Growing concern over cases of criminalisation of HRDs and their activities


On 4th February 2017, social activist Abelino Chub Caal was arrested by three members of the National Police (PNC), who drove him 11 kilometres from Carchá to Coban, and kept him detained without justification. It was only when he was brought to court for a hearing that Caal was informed of the charges against him, namely aggravated usurpation, arson, coercion, unlawful association and links with illegal armed associations. 

The Observatory for the Protection of Human Rights Defenders of the World Organisation Against Torture (OMCT) issued a statement in which it urged the Guatemalan government to ensure that due process guarantees were observed in Caal's case. The OMCT expressed concern that Caal's arbitrary detention seemed "to have taken place in response to his legitimate activities in defence of human rights in Guatemala".

Another human rights defender, Fausto Sánchez Roblero, was released on 10th March 2017 after he was found not guilty of a kidnapping charge brought against him by the Public Ministry. Sánchez was in prison for 790 days, and claims that he was imprisoned for his campaign against the construction of a hydroelectric plant.

Several prominent international actors have recently expressed concerns regarding the criminalisation of human rights defenders' (HRDs) activities in Guatemala. On 16th February 2017, the European Parliament passed a resolution on the increasing risks faced by HRDs in the country, urging the government to take concrete steps to ensure the safety of HRDs. Also, during the 161st session of the Inter-American Commission of Human Rights in March 2017, a hearing was held for civil society representatives and the State of Guatemala to discuss the alleged criminalisation of HRDs who have mobilised against hydroelectric projects in the country. Civil society noted that 80 cases of criminalisation had been documented in 2016; however, state representatives claimed that the reported instances of criminalisation were isolated cases and not a reflection of the state's position against HRD activities. As a result of the hearing, the State of Guatemala committed to submitting a report within six months to determine if the cases, as cited by civil society, are indeed examples of criminalisation of HRDs and their activities. 
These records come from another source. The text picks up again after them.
// src/api/health.rs
// Health surface with per-dependency probes

use std::time::Instant;

use axum::Json;
use axum::extract::State;
use chrono::Utc;
use serde::Serialize;
use serde_json::json;

use crate::api::state::AppState;

#[derive(Debug, Clone, Copy, PartialEq, Eq, Serialize)]
#[serde(rename_all = "lowercase")]
pub enum ProbeStatus {
    Healthy,
    Degraded,
    Down,
}

#[derive(Debug, Serialize)]
pub struct DependencyProbe {
    pub status: ProbeStatus,
    #[serde(skip_serializing_if = "Option::is_none")]
    pub latency_ms: Option<u64>,
}

/// GET /health
pub async fn health(State(state): State<AppState>) -> Json<serde_json::Value> {
    let cache_health = state.sessions.cache().health().await;
    let cache = DependencyProbe {
        status: if cache_health.connected && !cache_health.degraded {
            ProbeStatus::Healthy
        } else if cache_health.connected {
            // Reachable but recently failing; the in-process store is live
            ProbeStatus::Degraded
        } else {
            ProbeStatus::Down
        },
        latency_ms: cache_health.latency_ms,
    };

    let (vector_store, llm_chat, llm_embeddings) = tokio::join!(
        probe(async { state.index.probe().await }),
        probe(async { state.chat.probe().await }),
        probe(async { state.embedder.probe().await }),
    );

    let probes = [&cache, &vector_store, &llm_chat, &llm_embeddings];
    let down_count = probes.iter().filter(|p| p.status == ProbeStatus::Down).count();
    let overall = if down_count == probes.len() {
        ProbeStatus::Down
    } else if down_count > 0 || probes.iter().any(|p| p.status == ProbeStatus::Degraded) {
        ProbeStatus::Degraded
    } else {
        ProbeStatus::Healthy
    };

    Json(json!({
        "status": overall,
        "timestamp": Utc::now().to_rfc3339(),
        "dependencies": {
            "cache": cache,
            "vector_store": vector_store,
            "llm_chat": llm_chat,
            "llm_embeddings": llm_embeddings,
        },
    }))
}

async fn probe<F>(fut: F) -> DependencyProbe
where
    F: std::future::Future<Output = crate::error::Result<()>>,
{
    let started = Instant::now();
    match fut.await {
        Ok(()) => DependencyProbe {
            status: ProbeStatus::Healthy,
            latency_ms: Some(started.elapsed().as_millis() as u64),
        },
        Err(_) => DependencyProbe {
            status: ProbeStatus::Down,
            latency_ms: None,
        },
    }
}

#[cfg(test)]
mod tests {
    use super::*;

    #[test]
    fn test_probe_status_serializes_lowercase() {
        assert_eq!(serde_json::to_value(ProbeStatus::Healthy).unwrap(), "healthy");
        assert_eq!(serde_json::to_value(ProbeStatus::Degraded).unwrap(), "degraded");
        assert_eq!(serde_json::to_value(ProbeStatus::Down).unwrap(), "down");
    }
}
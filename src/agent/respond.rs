// src/agent/respond.rs
// Final answer generation with source-attributed passages

use std::sync::Arc;

use tracing::{debug, info};

use crate::analytics::{Operation, TokenTracker};
use crate::error::Result;
use crate::http::CHAT_DEADLINE;
use crate::kb::KbHit;
use crate::llm::{ChatMessage, ChatModel};
use crate::prompts::PromptSet;
use crate::utils::{render_template, with_deadline};

/// Generates the user-visible answer
pub struct ResponseGenerator {
    chat: Arc<dyn ChatModel>,
    meter: Arc<TokenTracker>,
    prompts: Arc<PromptSet>,
    max_passages: usize,
}

impl ResponseGenerator {
    pub fn new(
        chat: Arc<dyn ChatModel>,
        meter: Arc<TokenTracker>,
        prompts: Arc<PromptSet>,
        max_passages: usize,
    ) -> Self {
        Self {
            chat,
            meter,
            prompts,
            max_passages,
        }
    }

    /// Generate an answer from retrieval passages and conversation
    /// context. An empty hit list produces an empty passages block; the
    /// context-only branch uses exactly this entry point.
    pub async fn generate(
        &self,
        query: &str,
        hits: &[KbHit],
        conversation_context: &str,
        session_id: &str,
    ) -> Result<String> {
        let passages = format_passages(hits, self.max_passages);
        self.invoke(query, &passages, conversation_context, session_id)
            .await
    }

    /// Fallback entry point used when retrieval came back empty
    pub async fn generate_fallback(&self, query: &str, session_id: &str) -> Result<String> {
        debug!("Generating fallback response without KB passages");
        self.invoke(query, "", "No previous conversation", session_id)
            .await
    }

    async fn invoke(
        &self,
        query: &str,
        passages: &str,
        conversation_context: &str,
        session_id: &str,
    ) -> Result<String> {
        let conversation_context = if conversation_context.trim().is_empty() {
            "No previous conversation"
        } else {
            conversation_context
        };

        let prompt = render_template(
            &self.prompts.response_generator,
            &[
                ("conversation_context", conversation_context),
                ("context", passages),
                ("query", query),
            ],
        );

        let result = with_deadline(
            "llm_chat",
            CHAT_DEADLINE,
            self.chat.chat(vec![
                ChatMessage::system(self.prompts.system.clone()),
                ChatMessage::user(prompt),
            ]),
        )
        .await?;

        if let Some(usage) = result.usage {
            self.meter.track_chat(
                session_id,
                Operation::ResponseGeneration,
                &self.chat.model_name(),
                &usage,
            );
        }

        info!(chars = result.content.len(), "Response generated");
        Ok(result.content)
    }
}

/// Format passages with inline source headers:
/// `[Source n: <title> (<entry_type>, confidence 0.nn)]`
pub fn format_passages(hits: &[KbHit], max_passages: usize) -> String {
    hits.iter()
        .take(max_passages)
        .enumerate()
        .map(|(i, hit)| {
            format!(
                "[Source {}: {} ({}, confidence {:.2})]\n{}",
                i + 1,
                hit.title(),
                hit.entry_type,
                hit.score,
                hit.content
            )
        })
        .collect::<Vec<_>>()
        .join("\n\n")
}

#[cfg(test)]
mod tests {
    use super::*;

    fn hit(title: &str, entry_type: &str, content: &str, score: f32) -> KbHit {
        KbHit {
            id: "c1".into(),
            parent_entry_id: None,
            parent_title: Some(title.into()),
            chunk_index: None,
            total_chunks: None,
            section_type: None,
            entry_type: entry_type.into(),
            user_class: "external".into(),
            category: None,
            tags: vec![],
            related_titles: vec![],
            content: content.into(),
            score,
        }
    }

    #[test]
    fn test_format_passages_headers() {
        let hits = vec![
            hit("Upload Photos Guide", "how_to", "Click Add Photos.", 0.82),
            hit("Photo Limits", "definition", "Max 20 photos.", 0.61),
        ];
        let formatted = format_passages(&hits, 3);
        assert!(formatted.contains("[Source 1: Upload Photos Guide (how_to, confidence 0.82)]"));
        assert!(formatted.contains("[Source 2: Photo Limits (definition, confidence 0.61)]"));
        assert!(formatted.contains("Click Add Photos."));
    }

    #[test]
    fn test_format_passages_caps_count() {
        let hits: Vec<KbHit> = (0..5)
            .map(|i| hit(&format!("T{i}"), "how_to", "c", 0.8))
            .collect();
        let formatted = format_passages(&hits, 3);
        assert!(formatted.contains("[Source 3:"));
        assert!(!formatted.contains("[Source 4:"));
    }

    #[test]
    fn test_format_passages_empty() {
        assert_eq!(format_passages(&[], 3), "");
    }
}
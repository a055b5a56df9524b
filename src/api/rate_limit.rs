// src/api/rate_limit.rs
// Keyed sliding-window rate limiter
//
// Per-identifier request timestamps in a window; the exceeded branch
// carries enough numbers to fill the X-RateLimit-* headers.

use std::collections::{HashMap, VecDeque};
use std::sync::Mutex as StdMutex;
use std::time::{SystemTime, UNIX_EPOCH};

use tracing::warn;

use crate::config::RateLimitConfig;

/// Endpoint classes with distinct budgets
#[derive(Debug, Clone, Copy, PartialEq, Eq)]
pub enum EndpointClass {
    /// Chat/query endpoints
    Query,
    /// Everything else
    Default,
}

/// Snapshot of a caller's budget, used for response headers
#[derive(Debug, Clone, Copy)]
pub struct RateLimitInfo {
    pub limit: u32,
    pub remaining: u32,
    pub reset_epoch: u64,
    pub window_secs: u64,
    pub retry_after_secs: u64,
}

/// In-memory sliding-window limiter keyed by caller identifier
pub struct RateLimiter {
    config: RateLimitConfig,
    windows: StdMutex<HashMap<String, VecDeque<u64>>>,
}

impl RateLimiter {
    pub fn new(config: RateLimitConfig) -> Self {
        Self {
            config,
            windows: StdMutex::new(HashMap::new()),
        }
    }

    fn budget(&self, class: EndpointClass) -> (u32, u64) {
        match class {
            EndpointClass::Query => self.config.query,
            EndpointClass::Default => self.config.default,
        }
    }

    /// Check and record one request. Ok carries the post-request budget
    /// snapshot; Err means the caller is over its limit.
    pub fn check(
        &self,
        identifier: &str,
        class: EndpointClass,
    ) -> Result<RateLimitInfo, RateLimitInfo> {
        self.check_at(identifier, class, now_epoch())
    }

    fn check_at(
        &self,
        identifier: &str,
        class: EndpointClass,
        now: u64,
    ) -> Result<RateLimitInfo, RateLimitInfo> {
        let (limit, window_secs) = self.budget(class);
        let mut windows = self.windows.lock().unwrap_or_else(|p| p.into_inner());
        let timestamps = windows.entry(identifier.to_string()).or_default();

        while timestamps
            .front()
            .is_some_and(|&t| t + window_secs <= now)
        {
            timestamps.pop_front();
        }

        if timestamps.len() >= limit as usize {
            let oldest = timestamps.front().copied().unwrap_or(now);
            let retry_after = (oldest + window_secs).saturating_sub(now);
            warn!(identifier, count = timestamps.len(), limit, "Rate limit exceeded");
            return Err(RateLimitInfo {
                limit,
                remaining: 0,
                reset_epoch: oldest + window_secs,
                window_secs,
                retry_after_secs: retry_after,
            });
        }

        timestamps.push_back(now);
        Ok(RateLimitInfo {
            limit,
            remaining: limit - timestamps.len() as u32,
            reset_epoch: now + window_secs,
            window_secs,
            retry_after_secs: 0,
        })
    }

    /// Drop identifiers with no requests in the last hour
    pub fn cleanup(&self) {
        let cutoff = now_epoch().saturating_sub(3600);
        let mut windows = self.windows.lock().unwrap_or_else(|p| p.into_inner());
        windows.retain(|_, timestamps| {
            while timestamps.front().is_some_and(|&t| t < cutoff) {
                timestamps.pop_front();
            }
            !timestamps.is_empty()
        });
    }
}

fn now_epoch() -> u64 {
    SystemTime::now()
        .duration_since(UNIX_EPOCH)
        .map(|d| d.as_secs())
        .unwrap_or(0)
}

/// Identifier for rate limiting: user email, then agent id, then the
/// forwarded client address.
pub fn client_identifier(
    user_info: Option<&serde_json::Value>,
    forwarded_for: Option<&str>,
) -> String {
    if let Some(user_info) = user_info {
        if let Some(email) = user_info.get("email").and_then(|v| v.as_str()) {
            return format!("user:{email}");
        }
        if let Some(agent_id) = user_info.get("agent_id").and_then(|v| v.as_str()) {
            return format!("agent:{agent_id}");
        }
    }
    if let Some(forwarded) = forwarded_for {
        if let Some(ip) = forwarded.split(',').next() {
            return format!("ip:{}", ip.trim());
        }
    }
    "ip:unknown".to_string()
}

#[cfg(test)]
mod tests {
    use super::*;

    fn limiter(query_limit: u32, window: u64) -> RateLimiter {
        RateLimiter::new(RateLimitConfig {
            query: (query_limit, window),
            default: (50, 300),
        })
    }

    #[test]
    fn test_allows_until_limit() {
        let limiter = limiter(3, 60);
        for i in 0..3 {
            let info = limiter.check_at("user:a", EndpointClass::Query, 100).unwrap();
            assert_eq!(info.remaining, 2 - i);
        }
        let err = limiter.check_at("user:a", EndpointClass::Query, 100).unwrap_err();
        assert_eq!(err.remaining, 0);
        assert_eq!(err.retry_after_secs, 60);
    }

    #[test]
    fn test_window_slides() {
        let limiter = limiter(2, 60);
        limiter.check_at("user:a", EndpointClass::Query, 0).unwrap();
        limiter.check_at("user:a", EndpointClass::Query, 1).unwrap();
        assert!(limiter.check_at("user:a", EndpointClass::Query, 2).is_err());
        // First request ages out of the window
        assert!(limiter.check_at("user:a", EndpointClass::Query, 61).is_ok());
    }

    #[test]
    fn test_identifiers_are_independent() {
        let limiter = limiter(1, 60);
        limiter.check_at("user:a", EndpointClass::Query, 0).unwrap();
        assert!(limiter.check_at("user:b", EndpointClass::Query, 0).is_ok());
    }

    #[test]
    fn test_identifier_preference_order() {
        let with_email = serde_json::json!({"email": "a@example.com", "agent_id": "BID-1"});
        assert_eq!(client_identifier(Some(&with_email), None), "user:a@example.com");

        let with_agent = serde_json::json!({"agent_id": "BID-1"});
        assert_eq!(client_identifier(Some(&with_agent), None), "agent:BID-1");

        assert_eq!(
            client_identifier(None, Some("203.0.113.9, 10.0.0.1")),
            "ip:203.0.113.9"
        );
        assert_eq!(client_identifier(None, None), "ip:unknown");
    }
}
On 26th February 2017, the international organisation Women on Waves was expelled from Guatemala. Operating from a ship outside the territorial waters in countries where abortion is illegal, the organisation provides contraceptives, information, training, workshops, and safe and legal abortion services. Guatemalan migration authorities justified the expulsion on the grounds that the organisation's activists had allegedly entered the country for tourism and had not stated their connection to the organisation. Women on Waves reported that while their ship was detained, several of their activists had rights violated, including freedom from arbitrary arrest, freedom of movement and the right to an effective remedy.


On 24th February 2017, the Vice President of Guatemala ordered that an article be removed from publication in the weekly journal ContraPoderAccording to Guatemalan civil society, the article was pulled because it reported on a defamation campaign involving the International Commission against Impunity in Guatemala.

On 5th April 2017, the Inter-American Press Association presented a report showing that the Guatemalan government has failed to establish a Protection Program for Journalists, as it had promised at the United Nations Human Rights Council 2012 Universal Periodic Review. President Jimmy Morales had also committed to creating such a program for journalists when he took office in January 2016.